- [What the task asks] Please restate the material below word for word, from the first line through the one that contains "others, and discovery", inclusive.
───── Data excerpts
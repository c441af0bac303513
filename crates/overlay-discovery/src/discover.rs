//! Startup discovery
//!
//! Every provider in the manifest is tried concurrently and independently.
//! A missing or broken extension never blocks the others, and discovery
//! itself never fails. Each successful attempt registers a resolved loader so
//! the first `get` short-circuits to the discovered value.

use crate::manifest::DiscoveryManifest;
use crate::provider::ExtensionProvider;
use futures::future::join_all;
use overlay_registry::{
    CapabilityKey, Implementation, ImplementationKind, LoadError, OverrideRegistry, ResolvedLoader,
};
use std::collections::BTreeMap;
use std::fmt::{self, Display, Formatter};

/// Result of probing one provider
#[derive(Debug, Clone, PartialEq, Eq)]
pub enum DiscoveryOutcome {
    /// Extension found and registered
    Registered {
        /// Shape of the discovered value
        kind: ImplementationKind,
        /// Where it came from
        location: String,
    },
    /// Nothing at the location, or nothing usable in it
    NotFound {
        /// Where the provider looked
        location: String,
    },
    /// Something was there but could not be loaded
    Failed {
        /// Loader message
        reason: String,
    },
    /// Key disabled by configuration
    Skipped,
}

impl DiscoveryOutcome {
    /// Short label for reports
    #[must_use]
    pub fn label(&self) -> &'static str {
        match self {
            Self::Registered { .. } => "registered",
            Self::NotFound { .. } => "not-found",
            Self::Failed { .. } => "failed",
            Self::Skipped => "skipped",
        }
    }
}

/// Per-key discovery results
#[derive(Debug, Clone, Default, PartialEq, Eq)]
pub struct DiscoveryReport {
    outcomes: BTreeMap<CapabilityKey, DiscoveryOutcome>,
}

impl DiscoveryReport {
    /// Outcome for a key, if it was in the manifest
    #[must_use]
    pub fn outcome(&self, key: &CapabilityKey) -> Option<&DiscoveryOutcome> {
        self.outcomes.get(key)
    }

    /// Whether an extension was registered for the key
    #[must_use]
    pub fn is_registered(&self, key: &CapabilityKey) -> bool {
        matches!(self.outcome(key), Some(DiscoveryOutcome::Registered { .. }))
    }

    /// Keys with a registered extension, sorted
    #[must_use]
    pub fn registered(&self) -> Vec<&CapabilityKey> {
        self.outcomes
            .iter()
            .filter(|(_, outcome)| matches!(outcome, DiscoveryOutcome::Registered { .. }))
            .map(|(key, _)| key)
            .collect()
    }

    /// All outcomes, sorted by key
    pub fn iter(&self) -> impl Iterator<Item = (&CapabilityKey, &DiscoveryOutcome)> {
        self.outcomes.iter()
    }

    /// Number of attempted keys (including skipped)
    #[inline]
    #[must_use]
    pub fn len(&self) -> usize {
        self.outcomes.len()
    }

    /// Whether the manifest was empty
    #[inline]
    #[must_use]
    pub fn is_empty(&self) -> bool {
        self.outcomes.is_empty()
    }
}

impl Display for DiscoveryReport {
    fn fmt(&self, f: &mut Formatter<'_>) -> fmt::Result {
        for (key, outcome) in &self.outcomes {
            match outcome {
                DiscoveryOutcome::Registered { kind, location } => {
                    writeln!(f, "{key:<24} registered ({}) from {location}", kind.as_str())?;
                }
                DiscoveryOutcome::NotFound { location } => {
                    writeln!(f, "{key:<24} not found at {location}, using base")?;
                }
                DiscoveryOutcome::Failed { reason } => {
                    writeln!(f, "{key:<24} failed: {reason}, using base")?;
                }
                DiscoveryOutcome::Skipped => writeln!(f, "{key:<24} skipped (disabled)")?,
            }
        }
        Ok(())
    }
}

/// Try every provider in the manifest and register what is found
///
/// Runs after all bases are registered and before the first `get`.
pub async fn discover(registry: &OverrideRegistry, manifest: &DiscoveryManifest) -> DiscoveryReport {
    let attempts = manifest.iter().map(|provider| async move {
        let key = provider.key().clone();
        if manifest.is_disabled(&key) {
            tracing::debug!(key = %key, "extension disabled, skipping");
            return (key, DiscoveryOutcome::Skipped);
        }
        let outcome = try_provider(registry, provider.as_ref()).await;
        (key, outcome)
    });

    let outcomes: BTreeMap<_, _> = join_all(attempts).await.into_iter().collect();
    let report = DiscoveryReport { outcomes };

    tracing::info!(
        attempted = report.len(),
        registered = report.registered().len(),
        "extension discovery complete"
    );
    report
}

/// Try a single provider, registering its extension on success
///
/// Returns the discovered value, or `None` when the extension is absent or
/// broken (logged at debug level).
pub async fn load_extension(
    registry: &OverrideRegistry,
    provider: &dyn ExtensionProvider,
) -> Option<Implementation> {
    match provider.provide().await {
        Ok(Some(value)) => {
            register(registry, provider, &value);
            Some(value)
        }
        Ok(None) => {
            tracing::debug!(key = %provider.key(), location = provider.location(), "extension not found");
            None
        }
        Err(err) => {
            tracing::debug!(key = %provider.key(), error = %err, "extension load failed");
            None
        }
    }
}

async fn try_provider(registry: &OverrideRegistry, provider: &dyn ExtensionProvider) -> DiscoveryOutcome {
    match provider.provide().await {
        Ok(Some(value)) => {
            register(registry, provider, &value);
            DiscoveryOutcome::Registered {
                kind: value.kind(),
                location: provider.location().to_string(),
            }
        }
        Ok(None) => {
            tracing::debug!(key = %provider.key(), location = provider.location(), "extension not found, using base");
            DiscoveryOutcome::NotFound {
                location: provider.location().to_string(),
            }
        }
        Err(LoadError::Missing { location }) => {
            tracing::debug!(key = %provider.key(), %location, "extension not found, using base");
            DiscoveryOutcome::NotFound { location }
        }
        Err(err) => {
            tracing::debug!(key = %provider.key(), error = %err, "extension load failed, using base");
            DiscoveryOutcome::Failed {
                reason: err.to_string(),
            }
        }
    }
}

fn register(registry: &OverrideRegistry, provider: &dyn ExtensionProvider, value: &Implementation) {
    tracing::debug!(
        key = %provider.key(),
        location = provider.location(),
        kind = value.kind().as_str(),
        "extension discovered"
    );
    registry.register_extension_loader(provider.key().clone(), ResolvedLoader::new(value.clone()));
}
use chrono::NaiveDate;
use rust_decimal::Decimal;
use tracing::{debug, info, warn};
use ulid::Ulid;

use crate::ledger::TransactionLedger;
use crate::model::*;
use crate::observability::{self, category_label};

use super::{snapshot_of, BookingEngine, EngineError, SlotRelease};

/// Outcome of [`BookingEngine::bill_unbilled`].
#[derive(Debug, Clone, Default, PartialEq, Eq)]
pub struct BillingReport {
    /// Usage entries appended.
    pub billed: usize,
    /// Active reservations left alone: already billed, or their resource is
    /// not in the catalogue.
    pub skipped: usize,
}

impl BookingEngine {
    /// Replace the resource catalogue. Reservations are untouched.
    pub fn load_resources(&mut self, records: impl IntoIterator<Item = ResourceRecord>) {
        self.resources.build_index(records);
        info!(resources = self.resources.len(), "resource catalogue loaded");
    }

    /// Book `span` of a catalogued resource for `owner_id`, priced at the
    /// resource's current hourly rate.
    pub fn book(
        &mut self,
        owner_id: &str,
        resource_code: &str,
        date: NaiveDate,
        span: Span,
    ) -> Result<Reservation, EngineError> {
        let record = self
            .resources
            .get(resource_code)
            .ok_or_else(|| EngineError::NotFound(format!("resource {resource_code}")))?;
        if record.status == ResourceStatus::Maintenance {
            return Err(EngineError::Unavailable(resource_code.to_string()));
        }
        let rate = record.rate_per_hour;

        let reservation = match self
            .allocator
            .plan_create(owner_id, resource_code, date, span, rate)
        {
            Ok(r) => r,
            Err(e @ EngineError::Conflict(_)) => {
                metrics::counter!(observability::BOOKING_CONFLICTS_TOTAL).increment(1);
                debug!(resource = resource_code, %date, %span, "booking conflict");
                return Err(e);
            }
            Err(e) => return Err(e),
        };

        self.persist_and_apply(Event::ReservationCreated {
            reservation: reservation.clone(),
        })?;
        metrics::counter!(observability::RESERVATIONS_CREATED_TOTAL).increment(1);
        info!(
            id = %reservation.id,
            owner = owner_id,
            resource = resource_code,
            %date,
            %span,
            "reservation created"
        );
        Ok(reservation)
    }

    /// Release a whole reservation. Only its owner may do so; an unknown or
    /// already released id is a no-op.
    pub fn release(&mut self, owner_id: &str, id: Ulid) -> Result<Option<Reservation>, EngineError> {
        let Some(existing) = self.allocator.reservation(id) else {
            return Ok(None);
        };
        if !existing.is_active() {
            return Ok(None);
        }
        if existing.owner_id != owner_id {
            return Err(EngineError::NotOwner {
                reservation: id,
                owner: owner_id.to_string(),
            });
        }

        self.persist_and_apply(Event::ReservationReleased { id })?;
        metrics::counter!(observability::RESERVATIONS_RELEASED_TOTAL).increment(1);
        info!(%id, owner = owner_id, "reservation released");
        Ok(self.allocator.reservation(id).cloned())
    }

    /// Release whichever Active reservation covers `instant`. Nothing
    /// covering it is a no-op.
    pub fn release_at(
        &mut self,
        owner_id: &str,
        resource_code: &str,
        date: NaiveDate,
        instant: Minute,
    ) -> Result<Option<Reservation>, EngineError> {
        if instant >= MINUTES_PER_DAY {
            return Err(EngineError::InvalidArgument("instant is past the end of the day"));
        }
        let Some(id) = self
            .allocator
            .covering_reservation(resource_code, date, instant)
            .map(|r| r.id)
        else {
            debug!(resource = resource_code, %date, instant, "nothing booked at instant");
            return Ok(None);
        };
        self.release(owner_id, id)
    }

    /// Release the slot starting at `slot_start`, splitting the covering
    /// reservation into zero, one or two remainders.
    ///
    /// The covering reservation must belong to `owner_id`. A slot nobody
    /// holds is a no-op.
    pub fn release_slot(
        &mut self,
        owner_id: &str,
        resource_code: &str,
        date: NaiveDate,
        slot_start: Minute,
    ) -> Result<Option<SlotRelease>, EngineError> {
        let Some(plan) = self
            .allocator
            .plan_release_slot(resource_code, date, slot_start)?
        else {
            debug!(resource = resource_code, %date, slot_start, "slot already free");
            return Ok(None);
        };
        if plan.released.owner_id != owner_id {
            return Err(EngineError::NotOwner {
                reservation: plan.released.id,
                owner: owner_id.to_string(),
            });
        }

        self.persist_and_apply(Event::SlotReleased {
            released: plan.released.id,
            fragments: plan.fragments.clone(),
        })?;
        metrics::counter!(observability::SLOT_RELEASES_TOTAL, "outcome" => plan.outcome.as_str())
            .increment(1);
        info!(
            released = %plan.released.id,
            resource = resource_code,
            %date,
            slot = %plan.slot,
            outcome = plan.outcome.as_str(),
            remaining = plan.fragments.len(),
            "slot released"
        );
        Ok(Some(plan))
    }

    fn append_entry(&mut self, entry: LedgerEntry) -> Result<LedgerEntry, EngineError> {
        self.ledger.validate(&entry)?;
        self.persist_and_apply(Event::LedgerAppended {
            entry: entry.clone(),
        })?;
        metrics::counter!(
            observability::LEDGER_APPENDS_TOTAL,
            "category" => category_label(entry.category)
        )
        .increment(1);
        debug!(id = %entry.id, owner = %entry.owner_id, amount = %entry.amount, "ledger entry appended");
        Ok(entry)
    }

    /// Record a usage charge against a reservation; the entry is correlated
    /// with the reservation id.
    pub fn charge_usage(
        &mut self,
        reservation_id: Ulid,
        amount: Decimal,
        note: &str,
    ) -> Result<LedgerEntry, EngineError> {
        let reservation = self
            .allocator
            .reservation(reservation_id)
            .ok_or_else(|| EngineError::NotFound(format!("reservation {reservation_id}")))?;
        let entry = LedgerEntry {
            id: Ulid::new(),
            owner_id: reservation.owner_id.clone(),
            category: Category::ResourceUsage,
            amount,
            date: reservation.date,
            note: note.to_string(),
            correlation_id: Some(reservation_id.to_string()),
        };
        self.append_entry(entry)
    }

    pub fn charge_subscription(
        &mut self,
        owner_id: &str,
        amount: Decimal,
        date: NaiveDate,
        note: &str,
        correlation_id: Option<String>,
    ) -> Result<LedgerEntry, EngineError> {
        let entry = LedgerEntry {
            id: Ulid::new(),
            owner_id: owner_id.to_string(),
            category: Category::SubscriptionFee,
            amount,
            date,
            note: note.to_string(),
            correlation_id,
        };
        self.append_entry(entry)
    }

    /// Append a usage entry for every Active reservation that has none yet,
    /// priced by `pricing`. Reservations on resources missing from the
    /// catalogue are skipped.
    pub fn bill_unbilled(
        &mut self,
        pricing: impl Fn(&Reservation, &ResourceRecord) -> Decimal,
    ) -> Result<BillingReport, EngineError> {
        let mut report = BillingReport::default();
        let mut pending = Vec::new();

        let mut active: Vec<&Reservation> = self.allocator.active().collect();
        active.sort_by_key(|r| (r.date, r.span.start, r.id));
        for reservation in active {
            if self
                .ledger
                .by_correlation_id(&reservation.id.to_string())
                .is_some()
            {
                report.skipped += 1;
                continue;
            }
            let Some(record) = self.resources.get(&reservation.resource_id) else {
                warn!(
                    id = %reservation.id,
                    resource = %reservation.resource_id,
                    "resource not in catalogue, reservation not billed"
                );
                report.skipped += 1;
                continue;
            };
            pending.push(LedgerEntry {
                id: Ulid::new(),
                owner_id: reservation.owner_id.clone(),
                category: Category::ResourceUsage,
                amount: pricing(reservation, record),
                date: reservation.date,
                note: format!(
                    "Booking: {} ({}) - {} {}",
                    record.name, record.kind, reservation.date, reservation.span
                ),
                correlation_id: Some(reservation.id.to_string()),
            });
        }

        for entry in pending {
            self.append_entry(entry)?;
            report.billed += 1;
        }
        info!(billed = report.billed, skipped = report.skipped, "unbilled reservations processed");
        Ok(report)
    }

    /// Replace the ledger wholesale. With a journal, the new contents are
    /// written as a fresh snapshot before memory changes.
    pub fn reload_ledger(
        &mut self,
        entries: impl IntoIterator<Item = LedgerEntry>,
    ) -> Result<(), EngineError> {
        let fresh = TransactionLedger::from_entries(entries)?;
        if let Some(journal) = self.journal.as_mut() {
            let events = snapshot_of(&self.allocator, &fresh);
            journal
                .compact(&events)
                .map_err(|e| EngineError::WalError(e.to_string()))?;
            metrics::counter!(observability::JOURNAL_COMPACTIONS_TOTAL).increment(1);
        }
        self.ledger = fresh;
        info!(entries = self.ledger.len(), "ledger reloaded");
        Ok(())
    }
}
──────────
- [Task solution]
repository c441af0bac303513
filename crates/overlay-discovery/src/discover.rs
//! Startup discovery
//!
//! Every provider in the manifest is tried concurrently and independently.
//! A missing or broken extension never blocks the others, and discovery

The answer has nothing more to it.